La ciencia centra su atención en conceptos trascendentales
como materia, energía, movimiento, velocidad, cambio, causa, efecto, masa,
carga, espacio, tiempo, etc., para
alcanzar nuevas y más amplias comprensiones de la realidad. Sin embargo,
los principales conceptos científicos son en efecto filosóficos y muchos
científicos se han conducido más bien como filósofos en la necesidad de
comprender críticamente el significado profundo de la realidad que emerge de la
observación y la experimentación. Si los mitos y leyendas de la tradición y las
explicaciones acientíficas de los fenómenos de la naturaleza terminan por ser
arrollados y destruidos por la ciencia, las preguntas sobre las últimas
cuestiones surgen una y otra vez, buscando siempre una renovada y fresca
respuesta que la ciencia es incapaz de proveer.
Las insuficiencias de la ciencia
A pesar de su devastadora crítica sobre la filosofía, la
ciencia no ha logrado sustituir el objetivo de este antiguo saber dedicado a
dar respuesta a las preguntas más fundamentales de la existencia. Aunque día a
día ella devela más trozos de verdad de aquella realidad que nos parece a
primera vista tan caótica, en la escala de su quehacer la realidad como
totalidad y unidad siempre permanecerá inasible. De hecho no sólo no ha sido
capaz de dar respuesta satisfactoria a las preguntas que más nos inquietan,
sino que su accionar ha corroído en tal grado a la filosofía que nuestra época
se encuentra sin un rumbo definido. Comprender la existencia a través del
conocimiento racional había sido precisamente el objetivo perenne y principal
de la filosofía, y este vacío la ciencia ha pretendido ocuparlo, consiguiendo
sólo que el prosaico e interesado comercio, con su implacable publicidad, se
encargue de decirnos a cada instante qué es la felicidad y cómo alcanzarla,
mientras la identifica con ninguna otra cosa que no sea el consumo de algún
producto de la economía, incluidos los temas científicos de moda, como agujeros
negros, dinosaurios, vida extraterrestre, y los pseudo científicos, como la
Atlántida, Pié Grande, el Triángulo de las Bermudas, el tarot, Nessie y otras
banalidades que apasionan a multitudes.
El mito de nuestra época es la creencia que la ciencia
terminará por darnos las respuestas a las preguntas más fundamentales, como
indicarnos cuál es el sentido de una vida que termina necesariamente en la
muerte, cuál es la relación entre el ser humano y la naturaleza, qué conocemos,
qué hace que la persona sea la finalidad del Estado, y otras preguntas aún más
fundamentales como también más abstractas, como qué son el ser y la existencia,
la esencia y la realidad.

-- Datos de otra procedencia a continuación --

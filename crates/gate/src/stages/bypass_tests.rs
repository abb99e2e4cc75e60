// SPDX-License-Identifier: BUSL-1.1
// Copyright (c) 2026 Alfred Jean LLC

use super::*;
use crate::config::GateAction;
use crate::context::SystemHealth;
use crate::test_support::{t0, user_msg, TestCtx};
use axon_core::Payload;

#[test]
fn empty_message_is_hard_dropped() {
    let harness = TestCtx::new();
    let ctx = harness.ctx(t0());
    let obs = user_msg("");
    let mut state = BurstState::default();
    let mut draft = GateDraft::default();
    run(&mut state, &obs, &ctx, &mut draft).unwrap();
    assert_eq!(draft.action, Some(GateAction::Drop));
    assert!(draft.hard_dropped);
    assert!(draft.reasons.iter().any(|r| r == "empty_content"));
}

#[test]
fn overload_drops_and_emits_pain() {
    let harness = TestCtx::new();
    let mut ctx = harness.ctx(t0());
    ctx.system_health = Some(SystemHealth { overload: true });
    let obs = user_msg("hello");
    let mut state = BurstState::default();
    let mut draft = GateDraft::default();
    run(&mut state, &obs, &ctx, &mut draft).unwrap();
    assert_eq!(draft.action, Some(GateAction::Drop));
    assert_eq!(draft.emit.len(), 1);
    match &draft.emit[0].payload {
        Payload::Alert { source_id, .. } => assert_eq!(source_id, "overload"),
        other => panic!("unexpected payload: {other:?}"),
    }
}

#[test]
fn normal_message_passes_untouched() {
    let harness = TestCtx::new();
    let ctx = harness.ctx(t0());
    let obs = user_msg("hello");
    let mut state = BurstState::default();
    let mut draft = GateDraft::default();
    run(&mut state, &obs, &ctx, &mut draft).unwrap();
    assert_eq!(draft.action, None);
    assert_eq!(state.window_len(), 0);
}

#[test]
fn window_burst_tags_and_alerts() {
    let harness = TestCtx::new();
    // default burst_count_threshold is 5, consecutive_threshold 3; drive the
    // window path by spreading drops so consecutive triggers first anyway —
    // assert on the tag plus the single alert within the suggest cooldown
    let mut state = BurstState::default();
    let mut alerts = 0;
    for i in 0..6 {
        let ctx = harness.ctx(t0() + Duration::seconds(i));
        let obs = user_msg("");
        let mut draft = GateDraft::default();
        run(&mut state, &obs, &ctx, &mut draft).unwrap();
        if i >= 2 {
            assert_eq!(draft.tags.get("drop_burst").map(String::as_str), Some("true"));
        }
        alerts += draft.emit.len();
    }
    // one alert for the whole burst; the rest suppressed by cooldown_suggest_sec
    assert_eq!(alerts, 1);
}

#[test]
fn alert_resets_consecutive_counter() {
    let harness = TestCtx::new();
    let mut state = BurstState::default();
    for i in 0..2 {
        let ctx = harness.ctx(t0() + Duration::seconds(i));
        let mut draft = GateDraft::default();
        run(&mut state, &user_msg(""), &ctx, &mut draft).unwrap();
    }
    assert_eq!(state.consecutive(), 2);

    let alert = Observation::alert(
        Severity::Low,
        "adapter",
        "x",
        None,
        serde_json::json!({}),
        t0() + Duration::seconds(3),
    );
    let ctx = harness.ctx(t0() + Duration::seconds(3));
    let mut draft = GateDraft::default();
    run(&mut state, &alert, &ctx, &mut draft).unwrap();
    assert_eq!(state.consecutive(), 0);
}

#[test]
fn old_drops_fall_out_of_window() {
    let harness = TestCtx::new();
    let mut state = BurstState::default();
    let mut draft = GateDraft::default();
    run(&mut state, &user_msg(""), &harness.ctx(t0()), &mut draft).unwrap();
    assert_eq!(state.window_len(), 1);

    // well past burst_window_sec
    let later = t0() + Duration::seconds(120);
    let mut draft = GateDraft::default();
    run(&mut state, &user_msg(""), &harness.ctx(later), &mut draft).unwrap();
    assert_eq!(state.window_len(), 1);
}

Para ello nuestra época ha puesto todo el empeño en
el descubrimiento científico en la suposición que cuando el universo termine
por ser develado, se habrá encontrado la luz. Sin embargo, son justamente la
óptica y la metodología de la vilipendiada filosofía las que nos pueden
proporcionar tales respuestas.
El referente filosófico del mito científico es que
recopilando y analizando datos y más datos ad
infinitum a través de la observación y la experimentación, se podrá
progresivamente llegar a tener aquel conocimiento universal que buscaba
Aristóteles y que Platón daba el carácter de absoluto. Sin embargo, aunque se
llenen trillones de trillones de megabytes de información científica en la
memoria de supercomputadores y se los haga funcionar interminablemente en análisis
de datos, en esta escala seguiremos siendo muy ignorantes. La sabiduría se
puede alcanzar solo a través de nuestra capacidad de abstracción en el silencio
de la reflexión. No es la cantidad de datos, sino su relevancia y lo que
nuestra mente consigue entrever lo que resulta importante. El mundo conceptual
más universal es necesariamente más abstracto. Es de relaciones ontológicas
cada vez más trascendentales. La inteligencia artificial podrá ser
extraordinariamente veloz y procesar una infinidad de datos, pero difícilmente
podrá suplantar la inteligencia humana en relacionar ontológicamente
representaciones para llegar a conceptos más abstractos y universales.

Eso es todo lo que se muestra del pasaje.